Though the Indian economy has not plummeted into any form of economic depression, the situation warrants an immediate intervention by the government using the fiscal tools to ease the rising burden. In the last year, consumer demand fell drastically due to various reasons arising out of COVID. The middle class is hesitant to spend given the situation, and any additional money provided to them as direct transfers will become savings, which we also call a 'leakage'. Thus, to increase the aggregate demand, the government needs to do what the private sector is hesitant in doing -Invest. By investing money in the economy, the government pushes the aggregate demand but the investment also becomes a catalyst for the private sector and foreign investors. This thereby increases production in the economy. When the production is increased, there needs to be an equal consumption demand. As observed in the budget, the government did not impose any extra taxes on citizens or the corporates to recover the burden of COVID and/or cover the incremental expenditure that it plans to make. An increase in taxes for either would have decreased the real wages of the consumers. The Union Budget 2021-22 can be seen in this context mentioned above. The government chose to invest heavily and increased total spending by around Rs 4 lakh crores without disturbing the real wages to expand the market. An expansionary fiscal policy is an answer to close out the recessionary gaps that have arisen in the economy due to the falling demand.
A different way of looking at the budget is to understand the intention of the government. On one side, the government has opened the way for FDIs and eased out the situation for the private players in the market, while on the other side, the government has heavily invested in social schemes. From the Aayushman Bharat mission to the PM AtmaNirbharSwasth Bharat Yojana, the government has provided significant relief to the poor and the middle class in the healthcare sector. The government has also decided to launch a portal to collect information on the unorganised labour force to provide them with proper housing, insurance, credit, skill, and health facilities. One Nation One Ration card is another major boost that will benefit the migrant workers.
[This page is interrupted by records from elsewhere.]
use std::path::Path;
use std::time::{Duration, Instant};

use fjall::PersistMode;
use fjall::{AbstractTree, Batch, Config, Keyspace, PartitionCreateOptions, PartitionHandle};

use crate::{Column, KeyValueStore, ScanVisitor, StoreError, WriteBatch, WriteOp};

const PARTITION_NAME: &str = "chain";
const SLOW_COMMIT_THRESHOLD: Duration = Duration::from_millis(500);

/// Persistent store over a single ordered fjall partition.
///
/// All columns share one keyspace; the printable column prefixes keep the
/// namespaces disjoint and the prefix cursors cheap.
pub struct FjallStore {
    keyspace: Keyspace,
    partition: PartitionHandle,
}

#[derive(Clone, Debug, Default)]
pub struct FjallOptions {
    pub cache_bytes: Option<u64>,
    pub write_buffer_bytes: Option<u64>,
    pub fsync_ms: Option<u16>,
}

impl FjallOptions {
    fn apply_config(&self, mut config: Config) -> Config {
        if let Some(bytes) = self.cache_bytes {
            config = config.cache_size(bytes);
        }
        if let Some(bytes) = self.write_buffer_bytes {
            config = config.max_write_buffer_size(bytes);
        }
        if let Some(ms) = self.fsync_ms {
            config = config.fsync_ms(Some(ms));
        }
        config
    }
}

impl FjallStore {
    pub fn open(path: impl AsRef<Path>) -> Result<Self, StoreError> {
        Self::open_with_options(path, FjallOptions::default())
    }

    pub fn open_with_options(
        path: impl AsRef<Path>,
        options: FjallOptions,
    ) -> Result<Self, StoreError> {
        let config = options.apply_config(Config::new(path));
        let keyspace = config.open().map_err(map_err)?;
        let partition = keyspace
            .open_partition(PARTITION_NAME, PartitionCreateOptions::default())
            .map_err(map_err)?;
        Ok(Self {
            keyspace,
            partition,
        })
    }

    pub fn disk_space(&self) -> u64 {
        self.partition.tree.disk_space()
    }
}

impl KeyValueStore for FjallStore {
    fn get(&self, column: Column, key: &[u8]) -> Result<Option<Vec<u8>>, StoreError> {
        let value = self.partition.get(column.key(key)).map_err(map_err)?;
        Ok(value.map(|bytes| bytes.to_vec()))
    }

    fn put(&self, column: Column, key: &[u8], value: &[u8]) -> Result<(), StoreError> {
        self.partition
            .insert(column.key(key), value)
            .map_err(map_err)?;
        Ok(())
    }

    fn delete(&self, column: Column, key: &[u8]) -> Result<(), StoreError> {
        self.partition.remove(column.key(key)).map_err(map_err)?;
        Ok(())
    }

    fn for_each_forward<'a>(
        &self,
        column: Column,
        start: Option<&[u8]>,
        visitor: &mut ScanVisitor<'a>,
    ) -> Result<(), StoreError> {
        let low = match start {
            Some(suffix) => column.key(suffix),
            None => column.prefix().to_vec(),
        };
        let high = column.upper_bound();
        let prefix_len = column.prefix().len();
        for entry in self.partition.range(low..high) {
            let (key, value) = entry.map_err(map_err)?;
            if !visitor(&key[prefix_len..], &value)? {
                break;
            }
        }
        Ok(())
    }

    fn for_each_reverse<'a>(
        &self,
        column: Column,
        start: Option<&[u8]>,
        visitor: &mut ScanVisitor<'a>,
    ) -> Result<(), StoreError> {
        let low = column.prefix().to_vec();
        let high = match start {
            Some(suffix) => {
                // Inclusive upper bound: extend past the exact key.
                let mut bound = column.key(suffix);
                bound.push(0);
                bound
            }
            None => column.upper_bound(),
        };
        let prefix_len = column.prefix().len();
        for entry in self.partition.range(low..high).rev() {
            let (key, value) = entry.map_err(map_err)?;
            if !visitor(&key[prefix_len..], &value)? {
                break;
            }
        }
        Ok(())
    }

    fn write_batch(&self, batch: &WriteBatch) -> Result<(), StoreError> {
        if batch.is_empty() {
            return Ok(());
        }

        let mut fjall_batch = Batch::with_capacity(self.keyspace.clone(), batch.len())
            .durability(Some(PersistMode::Buffer));
        for op in batch.iter() {
            match op {
                WriteOp::Put { column, key, value } => {
                    fjall_batch.insert(
                        &self.partition,
                        column.key(key.as_slice()),
                        value.as_slice(),
                    );
                }
                WriteOp::Delete { column, key } => {
                    fjall_batch.remove(&self.partition, column.key(key.as_slice()));
                }
            }
        }
        let commit_start = Instant::now();
        fjall_batch.commit().map_err(map_err)?;
        let elapsed = commit_start.elapsed();
        if elapsed >= SLOW_COMMIT_THRESHOLD {
            basalt_log::log_warn!(
                "slow store commit: {}ms for {} ops (write_buffer {}B)",
                elapsed.as_millis(),
                batch.len(),
                self.keyspace.write_buffer_size(),
            );
        }
        Ok(())
    }
}

fn map_err(err: fjall::Error) -> StoreError {
    StoreError::Backend(err.to_string())
}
Similarly, the government has initiated various schemes intending to double the farmer's income. In-short, the government is not only taking care of the corporates and the foreign investors but is equally investing in eradicating poverty and providing necessary facilities to the poorest of the poor. The government is not focussing on any extreme ends of going either towards the socialist regime or towards the capitalist economy. This is the grey between both extremes, which has long been discussed about, The Third Way.
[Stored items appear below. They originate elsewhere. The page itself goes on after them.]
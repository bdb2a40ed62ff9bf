//! Transaction hash → position index (`x/`).

use basalt_crypto::Hash256;
use basalt_storage::{Column, KeyValueStore, StoreError, WriteBatch};

use crate::entry::TransactionIndex;

pub fn get<S: KeyValueStore>(
    store: &S,
    tx_hash: &Hash256,
) -> Result<Option<TransactionIndex>, StoreError> {
    let Some(bytes) = store.get(Column::Transactions, tx_hash)? else {
        return Ok(None);
    };
    TransactionIndex::decode_bytes(&bytes)
        .map(Some)
        .map_err(|_| StoreError::Backend("invalid transaction index entry".to_string()))
}

pub fn contains<S: KeyValueStore>(store: &S, tx_hash: &Hash256) -> Result<bool, StoreError> {
    Ok(store.get(Column::Transactions, tx_hash)?.is_some())
}

pub fn put(batch: &mut WriteBatch, tx_hash: &Hash256, index: TransactionIndex) {
    batch.put(Column::Transactions, tx_hash, index.encode_bytes());
}

pub fn delete(batch: &mut WriteBatch, tx_hash: &Hash256) {
    batch.delete(Column::Transactions, tx_hash);
}
//! Object hashing helpers.

use basalt_crypto::{fast_hash, Hash256};

use crate::encoding::Encoder;

/// Hash of a serialized object.
pub fn object_hash(bytes: &[u8]) -> Hash256 {
    fast_hash(bytes)
}

/// Hash of a length-prefixed blob, used for block identities.
pub fn blob_hash(blob: &[u8]) -> Hash256 {
    let mut encoder = Encoder::new();
    encoder.write_varint(blob.len() as u64);
    encoder.write_bytes(blob);
    fast_hash(&encoder.into_inner())
}

/// Merkle tree hash over transaction hashes.
///
/// The reduction keeps the leftmost `2·cnt − count` leaves unpaired in the
/// first round (cnt = largest power of two ≤ count), so the tree has no
/// duplicated last element.
pub fn tree_hash(hashes: &[Hash256]) -> Hash256 {
    match hashes.len() {
        0 => fast_hash(&[]),
        1 => hashes[0],
        2 => hash_pair(&hashes[0], &hashes[1]),
        count => {
            let mut cnt = 1usize;
            while cnt * 2 <= count {
                cnt *= 2;
            }

            let unpaired = 2 * cnt - count;
            let mut level: Vec<Hash256> = hashes[..unpaired].to_vec();
            level.reserve(cnt);
            let mut i = unpaired;
            while i < count {
                level.push(hash_pair(&hashes[i], &hashes[i + 1]));
                i += 2;
            }
            debug_assert_eq!(level.len(), cnt);

            while level.len() > 1 {
                let mut next = Vec::with_capacity(level.len() / 2);
                for pair in level.chunks_exact(2) {
                    next.push(hash_pair(&pair[0], &pair[1]));
                }
                level = next;
            }
            level[0]
        }
    }
}

fn hash_pair(left: &Hash256, right: &Hash256) -> Hash256 {
    let mut buf = [0u8; 64];
    buf[..32].copy_from_slice(left);
    buf[32..].copy_from_slice(right);
    fast_hash(&buf)
}

#[cfg(test)]
mod tests {
    use super::*;

    fn leaf(tag: u8) -> Hash256 {
        [tag; 32]
    }

    #[test]
    fn single_leaf_is_identity() {
        assert_eq!(tree_hash(&[leaf(1)]), leaf(1));
    }

    #[test]
    fn two_leaves_hash_once() {
        assert_eq!(tree_hash(&[leaf(1), leaf(2)]), hash_pair(&leaf(1), &leaf(2)));
    }

    #[test]
    fn three_leaves_keep_first_unpaired() {
        let expected = hash_pair(&leaf(1), &hash_pair(&leaf(2), &leaf(3)));
        assert_eq!(tree_hash(&[leaf(1), leaf(2), leaf(3)]), expected);
    }

    #[test]
    fn four_leaves_balanced() {
        let expected = hash_pair(
            &hash_pair(&leaf(1), &leaf(2)),
            &hash_pair(&leaf(3), &leaf(4)),
        );
        assert_eq!(tree_hash(&[leaf(1), leaf(2), leaf(3), leaf(4)]), expected);
    }

    #[test]
    fn order_matters() {
        assert_ne!(
            tree_hash(&[leaf(1), leaf(2), leaf(3)]),
            tree_hash(&[leaf(3), leaf(2), leaf(1)])
        );
    }

    #[test]
    fn larger_trees_are_stable() {
        let leaves: Vec<Hash256> = (0u8..13).map(leaf).collect();
        assert_eq!(tree_hash(&leaves), tree_hash(&leaves));
        let more: Vec<Hash256> = (0u8..14).map(leaf).collect();
        assert_ne!(tree_hash(&leaves), tree_hash(&more));
    }
}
The Socialist or Communist regimes have globally failed. The countries still working in the regime, although many years indicate the state's failure to let free their people raise their voice against the suppression. They are a sad commentary on the efficacy of social structure in moulding social minds. The state might own the industries, but the citizens themselves do not own the state. Thus, absolute power to communism is the worst form of authoritarianism. A communist state can never be a classless and democratic society of the free and equal.
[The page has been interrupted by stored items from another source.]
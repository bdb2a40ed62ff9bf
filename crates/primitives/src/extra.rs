//! The `extra` field TLV stream.
//!
//! Tags: `0x00` padding, `0x01` transaction public key, `0x02` nonce
//! (whose payload may carry a payment id behind sub-tag `0x00`), `0x03`
//! merge-mining tag. Parsing is lenient: an unparseable remainder yields
//! the fields collected so far, matching how nodes treat foreign extras.

use basalt_crypto::{Hash256, PublicKey};

use crate::encoding::{Decoder, Encoder};

pub const EXTRA_PADDING_TAG: u8 = 0x00;
pub const EXTRA_PUBKEY_TAG: u8 = 0x01;
pub const EXTRA_NONCE_TAG: u8 = 0x02;
pub const EXTRA_MERGE_MINING_TAG: u8 = 0x03;

pub const EXTRA_NONCE_PAYMENT_ID: u8 = 0x00;

pub const EXTRA_NONCE_MAX_SIZE: usize = 255;
pub const EXTRA_PADDING_MAX_SIZE: usize = 255;

#[derive(Clone, Debug, Eq, PartialEq)]
pub struct MergeMiningTag {
    pub depth: u64,
    pub merkle_root: Hash256,
}

#[derive(Clone, Debug, Eq, PartialEq)]
pub enum ExtraField {
    Padding(usize),
    PublicKey(PublicKey),
    Nonce(Vec<u8>),
    MergeMiningTag(MergeMiningTag),
}

pub fn parse_extra(extra: &[u8]) -> Vec<ExtraField> {
    let mut fields = Vec::new();
    let mut decoder = Decoder::new(extra);

    while !decoder.is_empty() {
        let Ok(tag) = decoder.read_u8() else { break };
        match tag {
            EXTRA_PADDING_TAG => {
                // Padding runs to the end of extra and must be all zeros.
                let size = decoder.remaining();
                if size > EXTRA_PADDING_MAX_SIZE {
                    break;
                }
                let Ok(padding) = decoder.read_bytes(size) else { break };
                if padding.iter().any(|byte| *byte != 0) {
                    break;
                }
                fields.push(ExtraField::Padding(size + 1));
            }
            EXTRA_PUBKEY_TAG => {
                let Ok(key) = decoder.read_hash() else { break };
                fields.push(ExtraField::PublicKey(key));
            }
            EXTRA_NONCE_TAG => {
                let Ok(nonce) = decoder.read_var_bytes() else { break };
                if nonce.len() > EXTRA_NONCE_MAX_SIZE {
                    break;
                }
                fields.push(ExtraField::Nonce(nonce));
            }
            EXTRA_MERGE_MINING_TAG => {
                let Ok(payload) = decoder.read_var_bytes() else { break };
                let mut inner = Decoder::new(&payload);
                let Ok(depth) = inner.read_varint() else { break };
                let Ok(merkle_root) = inner.read_hash() else { break };
                if !inner.is_empty() {
                    break;
                }
                fields.push(ExtraField::MergeMiningTag(MergeMiningTag {
                    depth,
                    merkle_root,
                }));
            }
            _ => break,
        }
    }

    fields
}

pub fn extra_public_key(extra: &[u8]) -> Option<PublicKey> {
    parse_extra(extra).into_iter().find_map(|field| match field {
        ExtraField::PublicKey(key) => Some(key),
        _ => None,
    })
}

/// Payment id carried in the nonce field, if any.
pub fn extra_payment_id(extra: &[u8]) -> Option<Hash256> {
    parse_extra(extra).into_iter().find_map(|field| match field {
        ExtraField::Nonce(nonce) if nonce.len() == 33 && nonce[0] == EXTRA_NONCE_PAYMENT_ID => {
            let mut id = [0u8; 32];
            id.copy_from_slice(&nonce[1..]);
            Some(id)
        }
        _ => None,
    })
}

pub fn extra_merge_mining_tag(extra: &[u8]) -> Option<MergeMiningTag> {
    parse_extra(extra).into_iter().find_map(|field| match field {
        ExtraField::MergeMiningTag(tag) => Some(tag),
        _ => None,
    })
}

pub fn append_public_key(extra: &mut Vec<u8>, key: &PublicKey) {
    extra.push(EXTRA_PUBKEY_TAG);
    extra.extend_from_slice(key);
}

pub fn append_payment_id(extra: &mut Vec<u8>, payment_id: &Hash256) {
    extra.push(EXTRA_NONCE_TAG);
    extra.push(33);
    extra.push(EXTRA_NONCE_PAYMENT_ID);
    extra.extend_from_slice(payment_id);
}

pub fn append_merge_mining_tag(extra: &mut Vec<u8>, tag: &MergeMiningTag) {
    let mut payload = Encoder::new();
    payload.write_varint(tag.depth);
    payload.write_hash(&tag.merkle_root);
    let payload = payload.into_inner();
    extra.push(EXTRA_MERGE_MINING_TAG);
    let mut size = Encoder::new();
    size.write_varint(payload.len() as u64);
    extra.extend_from_slice(&size.into_inner());
    extra.extend_from_slice(&payload);
}

#[cfg(test)]
mod tests {
    use super::*;

    #[test]
    fn pubkey_round_trip() {
        let mut extra = Vec::new();
        append_public_key(&mut extra, &[7; 32]);
        assert_eq!(extra_public_key(&extra), Some([7; 32]));
        assert_eq!(extra_payment_id(&extra), None);
    }

    #[test]
    fn payment_id_round_trip() {
        let mut extra = Vec::new();
        append_public_key(&mut extra, &[7; 32]);
        append_payment_id(&mut extra, &[0xab; 32]);
        assert_eq!(extra_payment_id(&extra), Some([0xab; 32]));
    }

    #[test]
    fn merge_mining_tag_round_trip() {
        let mut extra = Vec::new();
        let tag = MergeMiningTag {
            depth: 3,
            merkle_root: [0x44; 32],
        };
        append_merge_mining_tag(&mut extra, &tag);
        assert_eq!(extra_merge_mining_tag(&extra), Some(tag));
    }

    #[test]
    fn nonce_without_payment_marker_is_not_a_payment_id() {
        let extra = vec![EXTRA_NONCE_TAG, 4, 0x01, 0xde, 0xad, 0xbe];
        assert_eq!(extra_payment_id(&extra), None);
        assert_eq!(
            parse_extra(&extra),
            vec![ExtraField::Nonce(vec![0x01, 0xde, 0xad, 0xbe])]
        );
    }

    #[test]
    fn padding_must_be_zero() {
        let extra = vec![EXTRA_PADDING_TAG, 0, 0, 0];
        assert_eq!(parse_extra(&extra), vec![ExtraField::Padding(4)]);

        let dirty = vec![EXTRA_PADDING_TAG, 0, 1, 0];
        assert_eq!(parse_extra(&dirty), vec![]);
    }

    #[test]
    fn garbage_stops_parsing_after_valid_fields() {
        let mut extra = Vec::new();
        append_public_key(&mut extra, &[9; 32]);
        extra.push(0x77);
        let fields = parse_extra(&extra);
        assert_eq!(fields, vec![ExtraField::PublicKey([9; 32])]);
    }

    #[test]
    fn truncated_pubkey_yields_nothing() {
        let extra = vec![EXTRA_PUBKEY_TAG, 1, 2, 3];
        assert_eq!(parse_extra(&extra), vec![]);
    }
}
Similarly, the capitalist regime followed in western countries based on the materialism concept has almost collapsed entirely. It led to a system where states became an instrument in the hands of the capitalists. The capitalists created machines to counter human beings. The major drawback of the capitalist system is the displacement and subjection of human beings to privation. The Western countries are still figuring out how to strike a balance between Nationalism, Democracy, Socialism, and Equality. Different combinations have been tried, but all have failed. While capitalists think that capital and enterprise are the core of production and deserve a bigger share of profits, the communists believe that labour is the main factor in production. However, both are wrong.
Neither communism nor capitalism is important, except for the happiness of the citizens. Any economic system should be such that it provides basic facilities to all. Roti, Kapda, Makaan are the basic human necessities. It is the government's responsibility to educate the people, provide them with skills, and employ them to serve society. While a man has hands to work, the hands have limited capacity to produce. They need the assistance of capital in the form of machines. To provide such capital, firms need to exist. The world is a creation of these two, and none can exist without the other. Thus, the power need not be centralised with either the state or the capitalists. Hench, the solution lies in decentralisation.
As evident from the budget of 2021-22, the government has decentralised to attain market efficiency. The divestment policy, asset monetisation of assets lying idle with the government, a free hand to the private sector, and attracting foreign investors dilute the government control. But by creating stronger laws to govern the corporates and simplifying the compliance process for them, the government has negotiated a balance. By giving equal importance to the social schemes for a common man, the government in this budget has tried to stay in the grey area, The Third Way!!